The bilateral relations between the Kingdom of Cambodia and the People's Republic of China have strengthened considerably after the end of the Cambodian–Vietnamese War, during which China had supported the Khmer Rouge against Vietnam.

History 
 
 
Although the countries share no common border, China has had a historic cultural and commercial relationship with Cambodia. The 950,000 Chinese in Cambodia constitute 3-5% of Cambodia's population, and although they were discriminated against by the Khmer Rouge and the Vietnamese, they have re-emerged as a prominent business community.
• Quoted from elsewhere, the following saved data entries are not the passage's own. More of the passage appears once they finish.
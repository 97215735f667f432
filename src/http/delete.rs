//! `DELETE /recordings/{id}`: deletes via the receiver collaborator and
//! cancels/evicts any local cache artifacts for the same key.

use std::sync::Arc;

use axum::extract::{Path, State};
use axum::http::StatusCode;

use crate::error::AppError;
use crate::id_codec;

use super::state::AppState;

pub async fn delete_recording(
    State(state): State<Arc<AppState>>,
    Path(id): Path<String>,
) -> Result<StatusCode, AppError> {
    let service_ref =
        id_codec::decode_id(&id).ok_or_else(|| AppError::InvalidInput("invalid recording id".into()))?;

    let mp4_key = format!("mp4:{}", id_codec::mp4_cache_key(&service_ref));
    let hls_key = id_codec::cache_key(&service_ref);
    state.manager.cancel(&mp4_key);
    state.manager.cancel(&hls_key);

    state.recording_source.delete(&service_ref).await?;

    let mp4_path = id_codec::mp4_cache_path(&state.config.mp4_cache_dir(), &service_ref);
    if mp4_path.exists() {
        let _ = crate::cache::eviction::remove_artifact(&mp4_path);
    }
    let hls_dir = id_codec::hls_cache_dir(&state.config.hls_recordings_dir(), &service_ref);
    if hls_dir.exists() {
        let _ = crate::cache::eviction::remove_artifact(&hls_dir);
    }

    Ok(StatusCode::NO_CONTENT)
}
The first contacts between China and the Khmer Empire of Cambodia occurred in the Tang period, and for centuries onward the two countries shared a strong trading relationship. A Chola-Song-Khmer trade axis dominated trade in the east for much of the 11th and 12th centuries. Yuan Chinese accounts of the Cambodian kingdom proved to be crucial to uncovering the history of the region. Cambodia maintained relations with Ming China as early as 1421 AD during the final years of the Khmer Empire when Ponhea Yat dispatched a minister to establish formal diplomatic ties. China has used Cambodia as a counterweight to the dominating influence of Vietnam. In the mid-20th century, Communist China supported the Maoist Khmer Rouge against Lon Nol's regime, who Nationalist China had ties with, during the Cambodian Civil War and then its takeover of Cambodia in 1975. Also, Mao Zedong had fostered good relations with Prince Norodom Sihanouk, who also fought against Lon Nol and backed the Khmer Rouge. When Vietnamese military invaded Cambodia in 1978, China provided extensive political and military support for the Khmer Rouge. In 1979, the Chinese People's Liberation Army waged a brief border war against Vietnam, partly to threaten it into pulling out of Cambodia. The Paris Peace Conference on Cambodia, from July 1989 to October 1991, resolved Cambodia–China relations and contributed to reintegrating China into major power multilateral negotiations. After Vietnam's withdrawal from Cambodia and then the 1993 UN-sponsored elections recognized and supported the new democratic government.

 
Since 1997, China began developing closer relations with the regime of Cambodian Prime Minister Hun Sen, once a pro-Vietnamese leader and a defector from the Khmer Rouge during Vietnam's occupation of Cambodia. Although initially backing Hun Sen's political opponent Prince Norodom Ranariddh and his FUNCINPEC, China was disenchanted with Ranariddh's efforts to build a closer relationship with Taiwan, which is claimed by China. Facing international isolation after the 1997 coup that brought him to power, Hun Sen cultivated close ties with China, which opposed efforts by Western countries to impose economic sanctions on Cambodia. China's close ties with Cambodia have also served to gain leverage against Vietnamese influence in the region.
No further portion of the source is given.